To which he said, “You were there and you were wonderful. You will help for it to come clear. The truth has a way of finding itself home. Like a seed in the ground it takes root when everything is right.
“There was a trick you taught me back then but I can’t remember.” She put her hands to her heart.
He said, “Listen, the truth roots itself between heart beats. It if is not the truth then it can not hold. That is what the quiet space is. It holds the truth. The beating is what pushes out that which is not true. Listen to the space between the beat.”
She closed her eyes and listened with her hands. How easy it was to find. The swish of it opened to a huge chamber where it was all kept. The great light of it invited him in. He entered grateful for the radiant space, like he had been waiting out in the cold.
“I am the light right?”
“Yes,” he said, “I don’t bring it. I help you find it. Remember you can not give someone your light. You can not give someone their truth. You can only help to show them where theirs is.”

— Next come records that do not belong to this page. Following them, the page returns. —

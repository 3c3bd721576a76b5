//! Token definitions for the scrawl lexer

use logos::Logos;
use serde::{Deserialize, Serialize};
use std::fmt;

/// A token with its kind, source line and literal payload
#[derive(Debug, Clone, PartialEq, Serialize, Deserialize)]
pub struct Token {
    pub kind: TokenKind,
    pub line: usize,
    pub value: Option<TokenValue>,
}

/// Literal payload carried by `IntLit`, `StringLit` and `Ident` tokens
#[derive(Debug, Clone, PartialEq, Eq, Serialize, Deserialize)]
pub enum TokenValue {
    Int(i64),
    Str(String),
}

impl Token {
    pub fn new(kind: TokenKind, line: usize, value: Option<TokenValue>) -> Self {
        Self { kind, line, value }
    }

    /// Name carried by an identifier token
    pub fn name(&self) -> Option<&str> {
        match (&self.kind, &self.value) {
            (TokenKind::Ident, Some(TokenValue::Str(name))) => Some(name),
            _ => None,
        }
    }
}

impl fmt::Display for Token {
    fn fmt(&self, f: &mut fmt::Formatter<'_>) -> fmt::Result {
        match &self.value {
            Some(TokenValue::Int(n)) => write!(f, "{}", n),
            Some(TokenValue::Str(s)) if self.kind == TokenKind::StringLit => {
                write!(f, "\"{}\"", s)
            }
            Some(TokenValue::Str(s)) => write!(f, "{}", s),
            None => write!(f, "{}", self.kind),
        }
    }
}

/// Line counter threaded through the logos lexer
#[derive(Debug, Clone, Copy)]
pub struct LineTracker {
    pub line: usize,
}

impl Default for LineTracker {
    fn default() -> Self {
        Self { line: 1 }
    }
}

fn newline(lex: &mut logos::Lexer<TokenKind>) -> logos::Skip {
    lex.extras.line += 1;
    logos::Skip
}

/// Token kinds recognized by the lexer
#[derive(Debug, Clone, Copy, PartialEq, Eq, Hash, Logos, Serialize, Deserialize)]
#[logos(extras = LineTracker)]
#[logos(skip r"[ \t\r]+")]
pub enum TokenKind {
    #[regex(r"\n", newline)]
    Newline,

    // Keywords
    #[token("let")]
    Let,
    #[token("if")]
    If,
    #[token("while")]
    While,
    #[token("print")]
    Print,
    #[token("load")]
    Load,
    #[token("exec")]
    Exec,
    /// Reserved; no statement or expression consumes it
    #[token("read")]
    Read,

    // Boolean literals
    #[token("true")]
    True,
    #[token("false")]
    False,

    // Literals
    #[regex(r"[0-9]+")]
    IntLit,
    /// Also matches a string with no closing quote, which the lexer rejects
    #[regex(r#""[^"]*"?"#)]
    StringLit,

    #[regex(r"[a-zA-Z][a-zA-Z0-9]*")]
    Ident,

    // Operators
    #[token("+")]
    Plus,
    #[token("-")]
    Minus,
    #[token("*")]
    Star,
    #[token("/")]
    Slash,
    #[token("!")]
    Bang,
    #[token("=")]
    Eq,
    #[token("<")]
    Lt,
    #[token(">")]
    Gt,

    // Compound operators
    #[token("==")]
    EqEq,
    #[token("!=")]
    Ne,
    #[token("<=")]
    Le,
    #[token(">=")]
    Ge,

    // Delimiters
    #[token("(")]
    LParen,
    #[token(")")]
    RParen,
    #[token("{")]
    LBrace,
    #[token("}")]
    RBrace,

    // Punctuation
    #[token(";")]
    Semi,

    // Special
    Eof,
}

impl TokenKind {
    /// Check if this token is a keyword
    pub fn is_keyword(&self) -> bool {
        matches!(
            self,
            TokenKind::Let
                | TokenKind::If
                | TokenKind::While
                | TokenKind::Print
                | TokenKind::Load
                | TokenKind::Exec
                | TokenKind::Read
                | TokenKind::True
                | TokenKind::False
        )
    }

    /// Check if this token is a literal
    pub fn is_literal(&self) -> bool {
        matches!(
            self,
            TokenKind::IntLit
                | TokenKind::StringLit
                | TokenKind::True
                | TokenKind::False
                | TokenKind::Ident
        )
    }

    /// Check if this token is an operator
    pub fn is_operator(&self) -> bool {
        matches!(
            self,
            TokenKind::Plus
                | TokenKind::Minus
                | TokenKind::Star
                | TokenKind::Slash
                | TokenKind::Bang
                | TokenKind::Eq
                | TokenKind::Lt
                | TokenKind::Gt
                | TokenKind::EqEq
                | TokenKind::Ne
                | TokenKind::Le
                | TokenKind::Ge
        )
    }

    /// Get the string representation of the token
    pub fn as_str(&self) -> &'static str {
        match self {
            TokenKind::Newline => "<newline>",
            TokenKind::Let => "let",
            TokenKind::If => "if",
            TokenKind::While => "while",
            TokenKind::Print => "print",
            TokenKind::Load => "load",
            TokenKind::Exec => "exec",
            TokenKind::Read => "read",
            TokenKind::True => "true",
            TokenKind::False => "false",
            TokenKind::IntLit => "<int>",
            TokenKind::StringLit => "<string>",
            TokenKind::Ident => "<ident>",
            TokenKind::Plus => "+",
            TokenKind::Minus => "-",
            TokenKind::Star => "*",
            TokenKind::Slash => "/",
            TokenKind::Bang => "!",
            TokenKind::Eq => "=",
            TokenKind::Lt => "<",
            TokenKind::Gt => ">",
            TokenKind::EqEq => "==",
            TokenKind::Ne => "!=",
            TokenKind::Le => "<=",
            TokenKind::Ge => ">=",
            TokenKind::LParen => "(",
            TokenKind::RParen => ")",
            TokenKind::LBrace => "{",
            TokenKind::RBrace => "}",
            TokenKind::Semi => ";",
            TokenKind::Eof => "<eof>",
        }
    }
}

impl fmt::Display for TokenKind {
    fn fmt(&self, f: &mut fmt::Formatter<'_>) -> fmt::Result {
        write!(f, "{}", self.as_str())
    }
}
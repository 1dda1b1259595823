//! Static layout library tables.

use crate::model::Params;
use serde_json::Value;

/// Section layout used when neither overrides, the node nor the profile
/// name one.
pub const FALLBACK_SECTION_LAYOUT: &str = "content-stack";

/// Generic card layout that is deliberately *not* applied when a section has
/// no card default. Reported in the warning record only.
pub const SAFE_DEFAULT_CARD_LAYOUT: &str = "media-top";

/// Section layout -> default card layout compatibility table.
const SECTION_CARD_DEFAULTS: &[(&str, &str)] = &[
    ("carousel", "media-top"),
    ("content-stack", "text-only"),
    ("feature-list", "icon-inline"),
    ("grid-cards", "media-top"),
    ("split-media", "media-left"),
];

/// Visual fields each known card layout contributes to card params.
const CARD_VISUALS: &[(&str, Option<&str>, Option<&str>)] = &[
    ("centered", Some("top"), Some("center")),
    ("icon-inline", Some("inline"), Some("start")),
    ("media-left", Some("left"), Some("start")),
    ("media-right", Some("right"), Some("start")),
    ("media-top", Some("top"), Some("start")),
    ("text-only", None, Some("start")),
];

/// Default card layout for a section layout, if the pair is documented.
pub fn default_card_layout_for(section_layout_id: &str) -> Option<&'static str> {
    SECTION_CARD_DEFAULTS
        .iter()
        .find(|(section, _)| *section == section_layout_id)
        .map(|(_, card)| *card)
}

/// Visual fields of a card layout.
#[derive(Debug, Clone, Copy, PartialEq, Eq, Default)]
pub struct CardVisuals {
    pub media_position: Option<&'static str>,
    pub content_align: Option<&'static str>,
}

impl CardVisuals {
    /// Visual fields for `card_layout_id`; unknown ids contribute nothing.
    pub fn for_layout(card_layout_id: &str) -> Self {
        CARD_VISUALS
            .iter()
            .find(|(id, _, _)| *id == card_layout_id)
            .map(|(_, media_position, content_align)| Self {
                media_position: *media_position,
                content_align: *content_align,
            })
            .unwrap_or_default()
    }

    /// Non-null fields as a param layer.
    pub fn to_params(self) -> Params {
        let mut params = Params::new();
        if let Some(position) = self.media_position {
            params.insert("mediaPosition".into(), Value::String(position.into()));
        }
        if let Some(align) = self.content_align {
            params.insert("contentAlign".into(), Value::String(align.into()));
        }
        params
    }
}
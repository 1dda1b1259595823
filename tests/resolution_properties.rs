//! Property tests: determinism, spacing isolation, expansion count.

use layout_resolver::{
    resolve, NullSink, OverrideMaps, Profile, ResolutionInput, ResolvedNode, ResolverConfig,
    SpacingScale,
};
use proptest::prelude::*;
use serde_json::{json, Map, Value};

// -- Strategy helpers --

fn arb_layout_id() -> impl Strategy<Value = String> {
    prop_oneof![
        Just("content-stack".to_string()),
        Just("split-media".to_string()),
        Just("grid-cards".to_string()),
        Just("carousel".to_string()),
        Just("hero-centered".to_string()),
    ]
}

fn arb_scalar() -> impl Strategy<Value = Value> {
    prop_oneof![
        any::<i32>().prop_map(Value::from),
        "[a-z]{1,6}".prop_map(Value::from),
        any::<bool>().prop_map(Value::from),
    ]
}

/// Params that may try to smuggle a gap in at the top level or under `layout`.
fn arb_params() -> impl Strategy<Value = Map<String, Value>> {
    (
        proptest::option::of(arb_scalar()),
        proptest::option::of(arb_scalar()),
        proptest::collection::btree_map("[a-f]{1,3}", arb_scalar(), 0..4),
    )
        .prop_map(|(gap, layout_gap, rest)| {
            let mut params: Map<String, Value> = rest.into_iter().collect();
            if let Some(gap) = gap {
                params.insert("gap".into(), gap);
            }
            if let Some(layout_gap) = layout_gap {
                params.insert("layout".into(), json!({"gap": layout_gap, "columns": 2}));
            }
            params
        })
}

fn arb_section() -> impl Strategy<Value = Value> {
    (
        proptest::option::of("[a-z]{3,8}"),
        proptest::option::of(arb_layout_id()),
        arb_params(),
        proptest::collection::vec(arb_params(), 0..4),
    )
        .prop_map(|(id, layout, params, cards)| {
            let children: Vec<Value> = cards
                .into_iter()
                .map(|p| json!({"type": "card", "params": p}))
                .collect();
            let mut node = json!({
                "type": "section",
                "role": "body",
                "params": params,
                "children": children,
            });
            if let Some(id) = id {
                node["id"] = Value::from(id);
            }
            if let Some(layout) = layout {
                node["layout"] = Value::from(layout);
            }
            node
        })
}

fn arb_document() -> impl Strategy<Value = Value> {
    proptest::collection::vec(arb_section(), 1..5)
        .prop_map(|sections| json!({"id": "page", "type": "Page", "children": sections}))
}

fn profile_with_leaky_presets(visual: Map<String, Value>) -> Profile {
    let mut profile = Profile::new("prop")
        .with_role_layout("body", "grid-cards")
        .with_spacing_scale(SpacingScale::Spacious);
    profile.visual_preset = visual;
    profile
}

fn run(doc: &Value, profile: &Profile) -> Option<ResolvedNode> {
    let overrides = OverrideMaps::new();
    let input = ResolutionInput {
        profile,
        overrides: &overrides,
        state: &Value::Null,
        default_state: &Value::Null,
    };
    resolve(doc, input, &ResolverConfig::default(), &mut NullSink)
}

fn collect_sections<'a>(node: &'a ResolvedNode, out: &mut Vec<&'a ResolvedNode>) {
    if node.class == layout_resolver::NodeClass::Section {
        out.push(node);
    }
    for child in &node.children {
        collect_sections(child, out);
    }
}

proptest! {
    #[test]
    fn resolution_is_deterministic(doc in arb_document(), visual in arb_params()) {
        let profile = profile_with_leaky_presets(visual);
        let first = run(&doc, &profile);
        let second = run(&doc, &profile);
        prop_assert_eq!(&first, &second);
        prop_assert_eq!(
            serde_json::to_string(&first).unwrap(),
            serde_json::to_string(&second).unwrap()
        );
    }

    /// Section gap can only ever be one of the engine-computed values.
    #[test]
    fn section_spacing_is_engine_owned(doc in arb_document(), visual in arb_params()) {
        let profile = profile_with_leaky_presets(visual);
        let resolved = run(&doc, &profile).expect("page resolves");
        let base = SpacingScale::Spacious.base_gap();

        let mut sections = Vec::new();
        collect_sections(&resolved, &mut sections);
        for section in sections {
            let gap = section.effective_params.get("gap").and_then(Value::as_u64);
            prop_assert!(gap == Some(base) || gap == Some(base * 3 / 2));
            let nested = section
                .effective_params
                .get("layout")
                .and_then(|l| l.get("gap"));
            prop_assert!(nested.is_none());
        }
    }

    #[test]
    fn items_expand_one_to_one(count in 0usize..20) {
        let items: Vec<Value> = (0..count).map(|i| json!({"title": i})).collect();
        let doc = json!({"id": "list", "type": "section", "layout": "grid-cards", "items": items});
        let resolved = run(&doc, &Profile::default()).expect("section resolves");
        prop_assert_eq!(resolved.children.len(), count);

        let mut ids: Vec<&str> = resolved
            .children
            .iter()
            .filter_map(|c| c.id.as_deref())
            .collect();
        ids.sort_unstable();
        ids.dedup();
        prop_assert_eq!(ids.len(), count);
    }
}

She loved knowing this and shared it over dinner. Her parents listened and really considered it but it was the 70’s and not yet time for that.
She sat holding her heart in the emergency room. She had just turned 50 and was waiting on a sort of invisible, timeless line for a MRI.
She could hear her heart beating loud. It was pushing, straining, kicking out of her half truth after half truth. The pressure in her body was constant. She looked down to her swollen hands. She had forgotten for a while but was listening now. It was time. They would think her crazy but it was time and the soil was right and it would stick. It would hold.